Problem>
Every line of the data is to be transcribed without error.

** Opening Task material block **

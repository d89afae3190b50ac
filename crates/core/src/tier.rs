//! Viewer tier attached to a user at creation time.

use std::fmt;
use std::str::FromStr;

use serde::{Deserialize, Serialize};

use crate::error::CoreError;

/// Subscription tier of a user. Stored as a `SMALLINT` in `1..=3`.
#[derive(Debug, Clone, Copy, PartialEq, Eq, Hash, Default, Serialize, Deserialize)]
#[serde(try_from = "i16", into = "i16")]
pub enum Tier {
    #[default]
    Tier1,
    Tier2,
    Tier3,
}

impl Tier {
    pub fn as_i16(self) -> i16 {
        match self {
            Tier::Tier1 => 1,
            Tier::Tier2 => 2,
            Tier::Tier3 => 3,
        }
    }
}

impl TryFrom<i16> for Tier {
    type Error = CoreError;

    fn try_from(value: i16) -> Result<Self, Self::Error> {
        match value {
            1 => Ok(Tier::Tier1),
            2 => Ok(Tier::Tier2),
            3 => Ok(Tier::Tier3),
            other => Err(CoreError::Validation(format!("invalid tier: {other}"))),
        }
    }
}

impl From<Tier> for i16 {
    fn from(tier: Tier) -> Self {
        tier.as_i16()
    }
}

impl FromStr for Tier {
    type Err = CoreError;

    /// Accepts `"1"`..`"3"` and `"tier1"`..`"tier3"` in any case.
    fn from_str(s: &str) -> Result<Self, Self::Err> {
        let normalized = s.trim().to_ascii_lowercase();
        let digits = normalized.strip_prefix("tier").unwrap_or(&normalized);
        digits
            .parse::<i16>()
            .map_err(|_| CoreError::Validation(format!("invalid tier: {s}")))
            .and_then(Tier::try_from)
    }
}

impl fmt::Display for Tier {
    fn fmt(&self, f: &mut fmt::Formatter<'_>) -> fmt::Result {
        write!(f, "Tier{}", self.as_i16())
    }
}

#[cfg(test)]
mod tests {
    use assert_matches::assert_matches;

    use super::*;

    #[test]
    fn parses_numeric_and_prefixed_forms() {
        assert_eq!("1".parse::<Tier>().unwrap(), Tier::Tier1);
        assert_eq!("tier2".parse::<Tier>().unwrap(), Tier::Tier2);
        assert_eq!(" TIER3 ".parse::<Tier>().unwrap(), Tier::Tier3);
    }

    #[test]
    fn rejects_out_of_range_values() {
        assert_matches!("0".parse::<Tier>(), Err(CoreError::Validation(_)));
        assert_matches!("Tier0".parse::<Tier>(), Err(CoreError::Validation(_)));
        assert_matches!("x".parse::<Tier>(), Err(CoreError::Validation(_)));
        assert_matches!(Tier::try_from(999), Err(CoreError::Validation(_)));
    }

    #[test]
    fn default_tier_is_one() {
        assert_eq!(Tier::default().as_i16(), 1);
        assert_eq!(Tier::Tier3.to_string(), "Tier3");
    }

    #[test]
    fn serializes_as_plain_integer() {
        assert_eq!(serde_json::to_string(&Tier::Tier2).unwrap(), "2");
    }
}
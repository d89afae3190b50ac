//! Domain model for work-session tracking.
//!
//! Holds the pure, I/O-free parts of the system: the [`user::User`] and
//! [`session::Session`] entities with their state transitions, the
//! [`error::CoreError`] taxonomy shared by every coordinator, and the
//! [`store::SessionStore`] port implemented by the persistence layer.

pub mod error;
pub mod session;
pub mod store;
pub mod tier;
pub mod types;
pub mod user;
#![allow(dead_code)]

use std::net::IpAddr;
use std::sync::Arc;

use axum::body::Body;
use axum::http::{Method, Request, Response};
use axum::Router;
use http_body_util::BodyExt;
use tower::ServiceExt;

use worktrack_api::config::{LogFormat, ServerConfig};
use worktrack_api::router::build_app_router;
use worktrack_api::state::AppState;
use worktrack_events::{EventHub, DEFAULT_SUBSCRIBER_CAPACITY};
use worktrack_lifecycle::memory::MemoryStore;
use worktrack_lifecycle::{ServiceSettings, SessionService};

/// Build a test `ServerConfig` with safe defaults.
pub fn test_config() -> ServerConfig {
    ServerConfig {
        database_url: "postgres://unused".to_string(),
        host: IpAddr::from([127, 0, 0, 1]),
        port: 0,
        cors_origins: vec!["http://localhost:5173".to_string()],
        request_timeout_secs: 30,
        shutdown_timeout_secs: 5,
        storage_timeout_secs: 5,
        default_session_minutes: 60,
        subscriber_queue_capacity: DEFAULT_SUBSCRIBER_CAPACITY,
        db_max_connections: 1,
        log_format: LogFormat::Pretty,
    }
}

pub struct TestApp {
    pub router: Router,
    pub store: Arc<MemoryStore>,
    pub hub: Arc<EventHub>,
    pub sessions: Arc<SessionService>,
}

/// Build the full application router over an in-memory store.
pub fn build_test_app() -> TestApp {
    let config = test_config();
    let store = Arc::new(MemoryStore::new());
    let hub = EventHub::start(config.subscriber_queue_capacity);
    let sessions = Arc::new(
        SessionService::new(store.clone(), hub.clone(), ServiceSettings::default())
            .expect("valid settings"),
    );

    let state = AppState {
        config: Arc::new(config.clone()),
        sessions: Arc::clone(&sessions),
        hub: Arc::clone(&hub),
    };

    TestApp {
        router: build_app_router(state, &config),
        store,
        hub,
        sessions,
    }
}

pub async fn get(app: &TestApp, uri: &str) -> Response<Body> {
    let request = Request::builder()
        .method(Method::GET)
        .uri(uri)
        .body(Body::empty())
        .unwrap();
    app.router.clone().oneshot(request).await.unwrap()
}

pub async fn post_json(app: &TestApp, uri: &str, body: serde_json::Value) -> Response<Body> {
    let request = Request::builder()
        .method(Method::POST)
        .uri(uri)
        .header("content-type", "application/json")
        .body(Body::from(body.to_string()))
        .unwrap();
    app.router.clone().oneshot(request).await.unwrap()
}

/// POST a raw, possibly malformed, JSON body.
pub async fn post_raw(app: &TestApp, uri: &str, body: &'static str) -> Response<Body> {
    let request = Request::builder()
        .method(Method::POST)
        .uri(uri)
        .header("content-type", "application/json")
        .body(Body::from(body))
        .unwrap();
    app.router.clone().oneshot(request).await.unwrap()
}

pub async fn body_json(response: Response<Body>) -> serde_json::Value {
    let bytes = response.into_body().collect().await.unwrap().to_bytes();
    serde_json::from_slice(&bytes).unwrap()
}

** Closing Task material block **

Final answer>
repository d89afae3190b50ac
filename crates/core/src/tier.rs
//! Viewer tier attached to a user at creation time.

use std::fmt;
use std::str::FromStr;

use serde::{Deserialize, Serialize};

use crate::error::CoreError;

/// Subscription tier of a user. Stored as a `SMALLINT` in `1..=3`.
#[derive(Debug, Clone, Copy, PartialEq, Eq, Hash, Default, Serialize, Deserialize)]
#[serde(try_from = "i16", into = "i16")]
pub enum Tier {
    #[default]
    Tier1,
    Tier2,
    Tier3,
}

impl Tier {
    pub fn as_i16(self) -> i16 {
        match self {
            Tier::Tier1 => 1,
            Tier::Tier2 => 2,
            Tier::Tier3 => 3,
        }
    }
}

impl TryFrom<i16> for Tier {
    type Error = CoreError;

    fn try_from(value: i16) -> Result<Self, Self::Error> {
        match value {
            1 => Ok(Tier::Tier1),
            2 => Ok(Tier::Tier2),
            3 => Ok(Tier::Tier3),
            other => Err(CoreError::Validation(format!("invalid tier: {other}"))),
        }
    }
}

impl From<Tier> for i16 {
    fn from(tier: Tier) -> Self {
        tier.as_i16()
    }
}

impl FromStr for Tier {
    type Err = CoreError;

    /// Accepts `"1"`..`"3"` and `"tier1"`..`"tier3"` in any case.
    fn from_str(s: &str) -> Result<Self, Self::Err> {
        let normalized = s.trim().to_ascii_lowercase();
        let digits = normalized.strip_prefix("tier").unwrap_or(&normalized);
        digits
            .parse::<i16>()
            .map_err(|_| CoreError::Validation(format!("invalid tier: {s}")))
            .and_then(Tier::try_from)
    }
}

impl fmt::Display for Tier {
    fn fmt(&self, f: &mut fmt::Formatter<'_>) -> fmt::Result {
        write!(f, "Tier{}", self.as_i16())
    }
}

#[cfg(test)]
mod tests {
    use assert_matches::assert_matches;

    use super::*;

    #[test]
    fn parses_numeric_and_prefixed_forms() {
        assert_eq!("1".parse::<Tier>().unwrap(), Tier::Tier1);
        assert_eq!("tier2".parse::<Tier>().unwrap(), Tier::Tier2);
        assert_eq!(" TIER3 ".parse::<Tier>().unwrap(), Tier::Tier3);
    }

    #[test]
    fn rejects_out_of_range_values() {
        assert_matches!("0".parse::<Tier>(), Err(CoreError::Validation(_)));
        assert_matches!("Tier0".parse::<Tier>(), Err(CoreError::Validation(_)));
        assert_matches!("x".parse::<Tier>(), Err(CoreError::Validation(_)));
        assert_matches!(Tier::try_from(999), Err(CoreError::Validation(_)));
    }

    #[test]
    fn default_tier_is_one() {
        assert_eq!(Tier::default().as_i16(), 1);
        assert_eq!(Tier::Tier3.to_string(), "Tier3");
    }

    #[test]
    fn serializes_as_plain_integer() {
        assert_eq!(serde_json::to_string(&Tier::Tier2).unwrap(), "2");
    }
}
repository d89afae3190b50ac
//! Domain model for work-session tracking.
//!
//! Holds the pure, I/O-free parts of the system: the [`user::User`] and
//! [`session::Session`] entities with their state transitions, the
//! [`error::CoreError`] taxonomy shared by every coordinator, and the
//! [`store::SessionStore`] port implemented by the persistence layer.

pub mod error;
pub mod session;
pub mod store;
pub mod tier;
pub mod types;
pub mod user;
#![allow(dead_code)]

use std::net::IpAddr;
use std::sync::Arc;

use axum::body::Body;
use axum::http::{Method, Request, Response};
use axum::Router;
use http_body_util::BodyExt;
use tower::ServiceExt;

use worktrack_api::config::{LogFormat, ServerConfig};
use worktrack_api::router::build_app_router;
use worktrack_api::state::AppState;
use worktrack_events::{EventHub, DEFAULT_SUBSCRIBER_CAPACITY};
use worktrack_lifecycle::memory::MemoryStore;
use worktrack_lifecycle::{ServiceSettings, SessionService};

/// Build a test `ServerConfig` with safe defaults.
pub fn test_config() -> ServerConfig {
    ServerConfig {
        database_url: "postgres://unused".to_string(),
        host: IpAddr::from([127, 0, 0, 1]),
        port: 0,
        cors_origins: vec!["http://localhost:5173".to_string()],
        request_timeout_secs: 30,
        shutdown_timeout_secs: 5,
        storage_timeout_secs: 5,
        default_session_minutes: 60,
        subscriber_queue_capacity: DEFAULT_SUBSCRIBER_CAPACITY,
        db_max_connections: 1,
        log_format: LogFormat::Pretty,
    }
}

pub struct TestApp {
    pub router: Router,
    pub store: Arc<MemoryStore>,
    pub hub: Arc<EventHub>,
    pub sessions: Arc<SessionService>,
}

/// Build the full application router over an in-memory store.
pub fn build_test_app() -> TestApp {
    let config = test_config();
    let store = Arc::new(MemoryStore::new());
    let hub = EventHub::start(config.subscriber_queue_capacity);
    let sessions = Arc::new(
        SessionService::new(store.clone(), hub.clone(), ServiceSettings::default())
            .expect("valid settings"),
    );

    let state = AppState {
        config: Arc::new(config.clone()),
        sessions: Arc::clone(&sessions),
        hub: Arc::clone(&hub),
    };

    TestApp {
        router: build_app_router(state, &config),
        store,
        hub,
        sessions,
    }
}

pub async fn get(app: &TestApp, uri: &str) -> Response<Body> {
    let request = Request::builder()
        .method(Method::GET)
        .uri(uri)
        .body(Body::empty())
        .unwrap();
    app.router.clone().oneshot(request).await.unwrap()
}

pub async fn post_json(app: &TestApp, uri: &str, body: serde_json::Value) -> Response<Body> {
    let request = Request::builder()
        .method(Method::POST)
        .uri(uri)
        .header("content-type", "application/json")
        .body(Body::from(body.to_string()))
        .unwrap();
    app.router.clone().oneshot(request).await.unwrap()
}

/// POST a raw, possibly malformed, JSON body.
pub async fn post_raw(app: &TestApp, uri: &str, body: &'static str) -> Response<Body> {
    let request = Request::builder()
        .method(Method::POST)
        .uri(uri)
        .header("content-type", "application/json")
        .body(Body::from(body))
        .unwrap();
    app.router.clone().oneshot(request).await.unwrap()
}

pub async fn body_json(response: Response<Body>) -> serde_json::Value {
    let bytes = response.into_body().collect().await.unwrap().to_bytes();
    serde_json::from_slice(&bytes).unwrap()
}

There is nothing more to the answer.